QXO shares test year-long rising trendline near $19 as traders weigh bounce against breakdown

    by VT Markets
    /
    May 6, 2026

    QXO, Inc. (QXO) was trading at $18.87 and is testing a rising trendline that has been in place since May 2025. The trendline began near $12 and has held through multiple pullbacks over about 14 months.

    The share price reached $27 in late November, then fell and later rose to $25 in February. It has since dropped back to the trendline area around $18.50–$19.

    The trendline has been touched three or four times, and each time the price rebounded. The repeated support suggests buying activity has appeared at this level.
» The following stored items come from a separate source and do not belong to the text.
// ---------------------------------------------------------------------------
// Entity lookups — given a `ChangeRecord`'s `ObjectRef`, find the full IR
// entity it names. The dependency graph (§4.4) uses these to discover what
// an object references; the Emitter (§4.3) uses them to render DDL. Both
// consult the same `Ir` a differ run produced the ref from (`new` for
// Create/Alter, `old` for Drop).
// ---------------------------------------------------------------------------

fn split_catalog_key(key: &str) -> (String, String) {
    match key.split_once('.') {
        Some((schema, name)) => (schema.to_string(), name.to_string()),
        None => (String::new(), key.to_string()),
    }
}

/// The owning table (or materialized view) of an index/constraint/trigger/
/// policy ref, as an [`ObjectRef`] — looked up by catalog key rather than
/// assumed to be a table, since indexes on materialized views share the
/// same qualifier shape.
pub fn owner_ref(ir: &Ir, qualifier: &str) -> Option<ObjectRef> {
    let (schema, name) = split_catalog_key(qualifier);
    if ir.tables.contains_key(qualifier) {
        Some(ObjectRef::new(ObjectKind::Table, schema, name))
    } else if ir.materialized_views.contains_key(qualifier) {
        Some(ObjectRef::new(ObjectKind::MaterializedView, schema, name))
    } else {
        None
    }
}

pub fn find_table<'a>(ir: &'a Ir, r: &ObjectRef) -> Option<&'a Table> {
    ir.tables.get(&format!("{}.{}", r.schema, r.name))
}

pub fn find_constraint<'a>(ir: &'a Ir, r: &ObjectRef) -> Option<(&'a Table, &'a Constraint)> {
    let table_key = r.qualifier.as_deref()?;
    let table = ir.tables.get(table_key)?;
    let c = table.constraints.iter().find(|c| constraint_ref(table, c) == *r)?;
    Some((table, c))
}

pub fn find_index<'a>(ir: &'a Ir, r: &ObjectRef) -> Option<&'a Index> {
    let owner_key = r.qualifier.as_deref()?;
    if let Some(table) = ir.tables.get(owner_key) {
        return table.indexes.iter().find(|i| index_ref(table, i) == *r);
    }
    if let Some(mv) = ir.materialized_views.get(owner_key) {
        return mv.indexes.iter().find(|i| i.name == r.name);
    }
    None
}

pub fn find_trigger<'a>(ir: &'a Ir, r: &ObjectRef) -> Option<(&'a Table, &'a Trigger)> {
    let table_key = r.qualifier.as_deref()?;
    let table = ir.tables.get(table_key)?;
    let t = table.triggers.iter().find(|t| trigger_ref(table, t) == *r)?;
    Some((table, t))
}

pub fn find_policy<'a>(ir: &'a Ir, r: &ObjectRef) -> Option<(&'a Table, &'a Policy)> {
    let table_key = r.qualifier.as_deref()?;
    let table = ir.tables.get(table_key)?;
    let p = table.policies.iter().find(|p| policy_ref(table, p) == *r)?;
    Some((table, p))
}

pub fn find_view<'a>(ir: &'a Ir, r: &ObjectRef) -> Option<&'a crate::ir::View> {
    ir.views.get(&format!("{}.{}", r.schema, r.name))
}

pub fn find_materialized_view<'a>(ir: &'a Ir, r: &ObjectRef) -> Option<&'a crate::ir::MaterializedView> {
    ir.materialized_views.get(&format!("{}.{}", r.schema, r.name))
}

pub fn find_routine<'a>(ir: &'a Ir, r: &ObjectRef) -> Option<&'a Routine> {
    let args = r.qualifier.as_deref().unwrap_or("");
    ir.routines.get(&format!("{}.{}({})", r.schema, r.name, args))
}

pub fn find_domain<'a>(ir: &'a Ir, r: &ObjectRef) -> Option<&'a crate::ir::Domain> {
    ir.domains.get(&format!("{}.{}", r.schema, r.name))
}

pub fn find_type<'a>(ir: &'a Ir, r: &ObjectRef) -> Option<&'a crate::ir::UserType> {
    ir.types.get(&format!("{}.{}", r.schema, r.name))
}

pub fn find_sequence<'a>(ir: &'a Ir, r: &ObjectRef) -> Option<&'a Sequence> {
    ir.sequences.get(&format!("{}.{}", r.schema, r.name))
}

pub fn find_privilege<'a>(ir: &'a Ir, r: &ObjectRef) -> Option<&'a Privilege> {
    ir.privileges.iter().find(|p| privilege_ref(p) == *r)
}

pub fn find_default_privilege<'a>(ir: &'a Ir, r: &ObjectRef) -> Option<&'a DefaultPrivilege> {
    ir.default_privileges.iter().find(|dp| default_privilege_ref(dp) == *r)
}

pub fn find_comment<'a>(ir: &'a Ir, r: &ObjectRef) -> Option<&'a crate::ir::Comment> {
    ir.comments
        .iter()
        .find(|c| c.object.kind == r.kind && c.object.schema == r.schema && c.object.name == r.name)
}

#[cfg(test)]
mod tests {
    use super::*;
    use crate::ir::builder::IrBuilder;

    #[test]
    fn new_table_emits_single_create() {
        let old = Ir::new();
        let new = IrBuilder::new()
            .table("public", "orders", |t| {
                t.column("id", "integer", false).pk(&["id"]);
            })
            .build();
        let changes = diff(&old, &new);
        assert_eq!(
            changes
                .iter()
                .filter(|c| c.object.kind == ObjectKind::Table && c.kind == ChangeKind::Create)
                .count(),
            1
        );
        assert!(changes
            .iter()
            .any(|c| c.object.kind == ObjectKind::Constraint && c.kind == ChangeKind::Create));
    }

    #[test]
    fn added_column_produces_add_column_sub_op() {
        let old = IrBuilder::new()
            .table("public", "orders", |t| {
                t.column("id", "integer", false);
            })
            .build();
        let new = IrBuilder::new()
            .table("public", "orders", |t| {
                t.column("id", "integer", false).column("status", "text", true);
            })
            .build();
        let changes = diff(&old, &new);
        let table_change = changes
            .iter()
            .find(|c| c.object.kind == ObjectKind::Table)
            .expect("table alter");
        assert!(matches!(table_change.kind, ChangeKind::Alter));
        assert!(table_change
            .sub_ops
            .iter()
            .any(|op| matches!(op, SubOp::AddColumn { name, .. } if name == "status")));
    }

    #[test]
    fn unchanged_table_emits_nothing() {
        let mk = || {
            IrBuilder::new()
                .table("public", "orders", |t| {
                    t.column("id", "integer", false).pk(&["id"]);
                })
                .build()
        };
        let changes = diff(&mk(), &mk());
        assert!(changes.is_empty());
    }

    #[test]
    fn constraint_definition_change_is_drop_then_add() {
        let old = IrBuilder::new()
            .table("public", "orders", |t| {
                t.column("id", "integer", false).check("ck_status", "status = 'a'");
            })
            .build();
        let new = IrBuilder::new()
            .table("public", "orders", |t| {
                t.column("id", "integer", false).check("ck_status", "status = 'b'");
            })
            .build();
        let changes = diff(&old, &new);
        let constraint_changes: Vec<_> = changes
            .iter()
            .filter(|c| c.object.kind == ObjectKind::Constraint)
            .collect();
        assert_eq!(constraint_changes.len(), 2);
        assert!(constraint_changes.iter().any(|c| c.kind == ChangeKind::Drop));
        assert!(constraint_changes.iter().any(|c| c.kind == ChangeKind::Create));
    }

    #[test]
    fn index_replacement_is_drop_then_add() {
        let old = IrBuilder::new()
            .table("public", "users", |t| {
                t.column("id", "integer", false)
                    .column("email", "text", false)
                    .index("idx_email", &["email"], false);
            })
            .build();
        let new = IrBuilder::new()
            .table("public", "users", |t| {
                t.column("id", "integer", false)
                    .column("email", "text", false)
                    .column("status", "text", true)
                    .index("idx_email", &["email", "status"], false);
            })
            .build();
        let changes = diff(&old, &new);
        let index_changes: Vec<_> = changes.iter().filter(|c| c.object.kind == ObjectKind::Index).collect();
        assert_eq!(index_changes.len(), 2);
    }

    #[test]
    fn policy_command_change_is_drop_then_create() {
        use crate::ir::{Policy, PolicyCommand, QualifiedName};

        let mut old = IrBuilder::new()
            .table("public", "users", |t| {
                t.column("id", "integer", false);
            })
            .build();
        old.tables.get_mut("public.users").unwrap().policies.push(Policy {
            name: "user_tenant_isolation".to_string(),
            table: QualifiedName::qualified("public", "users"),
            command: PolicyCommand::All,
            roles: vec!["PUBLIC".to_string()],
            using: Some("tenant_id = 1".to_string()),
            with_check: None,
            permissive: true,
        });

        let mut new = IrBuilder::new()
            .table("public", "users", |t| {
                t.column("id", "integer", false);
            })
            .build();
        new.tables.get_mut("public.users").unwrap().policies.push(Policy {
            name: "user_tenant_isolation".to_string(),
            table: QualifiedName::qualified("public", "users"),
            command: PolicyCommand::Select,
            roles: vec!["PUBLIC".to_string()],
            using: Some("tenant_id = 1".to_string()),
            with_check: None,
            permissive: true,
        });

        let changes = diff(&old, &new);
        let policy_changes: Vec<_> = changes.iter().filter(|c| c.object.kind == ObjectKind::Policy).collect();
        assert_eq!(policy_changes.len(), 2);
        assert!(policy_changes.iter().any(|c| c.kind == ChangeKind::Drop));
        assert!(policy_changes.iter().any(|c| c.kind == ChangeKind::Create));
    }

    #[test]
    fn default_privilege_idempotence_skips_redundant_grant_and_revoke() {
        use crate::ir::{DefaultPrivilege, DefaultPrivilegeObjectType, ObjectRef as OR, Privilege, PrivilegeKind};

        let mut old = IrBuilder::new()
            .table("public", "users", |t| {
                t.column("id", "integer", false);
            })
            .build();
        old.default_privileges.push(DefaultPrivilege {
            grantor: "owner_role".to_string(),
            schema: "public".to_string(),
            object_type: DefaultPrivilegeObjectType::Tables,
            grantee: "app_role".to_string(),
            privileges: vec![PrivilegeKind::Select, PrivilegeKind::Insert],
            with_grant_option: false,
        });
        old.privileges.push(Privilege {
            grantee: "app_role".to_string(),
            object: OR::new(ObjectKind::Table, "public", "users"),
            privilege: PrivilegeKind::Select,
            with_grant_option: false,
            columns: None,
        });

        let mut new = IrBuilder::new()
            .table("public", "users", |t| {
                t.column("id", "integer", false);
            })
            .build();
        new.default_privileges.push(DefaultPrivilege {
            grantor: "owner_role".to_string(),
            schema: "public".to_string(),
            object_type: DefaultPrivilegeObjectType::Tables,
            grantee: "app_role".to_string(),
            privileges: vec![PrivilegeKind::Select, PrivilegeKind::Insert],
            with_grant_option: false,
        });
        // new omits the explicit grant entirely — should not produce a REVOKE.

        let changes = diff(&old, &new);
        assert!(!changes.iter().any(|c| c.object.kind == ObjectKind::Privilege));
        assert!(!changes.iter().any(|c| c.object.kind == ObjectKind::DefaultPrivilege));
    }

    #[test]
    fn enum_pure_append_is_in_place_alter() {
        use crate::ir::{TypeKind, UserType, QualifiedName};

        let mut old = Ir::new();
        old.insert_type(UserType {
            name: QualifiedName::qualified("public", "status"),
            kind: TypeKind::Enum {
                labels: vec!["active".to_string(), "inactive".to_string()],
            },
            comment: None,
        });
        let mut new = Ir::new();
        new.insert_type(UserType {
            name: QualifiedName::qualified("public", "status"),
            kind: TypeKind::Enum {
                labels: vec!["active".to_string(), "inactive".to_string(), "archived".to_string()],
            },
            comment: None,
        });

        let changes = diff(&old, &new);
        assert_eq!(changes.len(), 1);
        assert_eq!(changes[0].kind, ChangeKind::Alter);
        assert!(matches!(changes[0].sub_ops[0], SubOp::AddEnumValue { .. }));
    }

    #[test]
    fn enum_reorder_is_drop_then_create() {
        use crate::ir::{TypeKind, UserType, QualifiedName};

        let mut old = Ir::new();
        old.insert_type(UserType {
            name: QualifiedName::qualified("public", "status"),
            kind: TypeKind::Enum {
                labels: vec!["active".to_string(), "inactive".to_string()],
            },
            comment: None,
        });
        let mut new = Ir::new();
        new.insert_type(UserType {
            name: QualifiedName::qualified("public", "status"),
            kind: TypeKind::Enum {
                labels: vec!["inactive".to_string(), "active".to_string()],
            },
            comment: None,
        });

        let changes = diff(&old, &new);
        assert_eq!(changes.len(), 2);
        assert!(changes.iter().any(|c| c.kind == ChangeKind::Drop));
        assert!(changes.iter().any(|c| c.kind == ChangeKind::Create));
    }
}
    One approach described is using the current test as an entry, with a daily close below $18.50–$19 as a stop level. Another approach is waiting for a close back above $20 before increasing exposure.

    A downside scenario is described as a clear break and daily close below the trendline. Without that close below support, the price pattern is described as remaining in an upward trend.

    We see that QXO is at a major technical juncture, testing a rising trendline that has been in place for over a year. The stock sits at $18.87, a price that forces a decision between betting on the established trend or positioning for a breakdown. How we trade this in the coming weeks will depend on our risk appetite and reading of the probabilities.

    For traders betting on the trendline holding, buying near-term call options offers a leveraged way to play a bounce. The June $20 strike calls could provide significant upside if buyers step in as they did several times in 2025. A daily close below the trendline around $18.50 should be treated as a clear signal to exit the trade.

    This bullish view is supported by recent data showing that US construction spending unexpectedly rose by 0.5% last month, beating forecasts for a slight decline. This fundamental tailwind gives more credibility to the idea that demand for building products is firming up. It gives us a reason beyond the chart to believe buyers will defend this important technical level.

    More conservative traders should wait for the stock to prove the trendline has held by closing back above $20. A confirmed bounce could then be played with a bull call spread, such as buying the July $20 call and selling the July $23 call. This strategy would define our risk while targeting a move back toward the highs we saw earlier this year.

    If the floor cracks and we get a daily close below $18.50, the bullish thesis is invalid. At that point, buying put options becomes the primary strategy to profit from a potential decline. A break of a year-long trendline like this could easily lead to a quick and sharp move down toward the $15 level.

    Implied volatility is likely elevated right now given the uncertainty at this key price level, making long options more expensive. Looking back at the bounces in late 2025, we saw volatility fall sharply once the trendline was successfully defended. This suggests selling a put credit spread with a short strike below $18 could be an effective way to collect premium if we believe support will hold.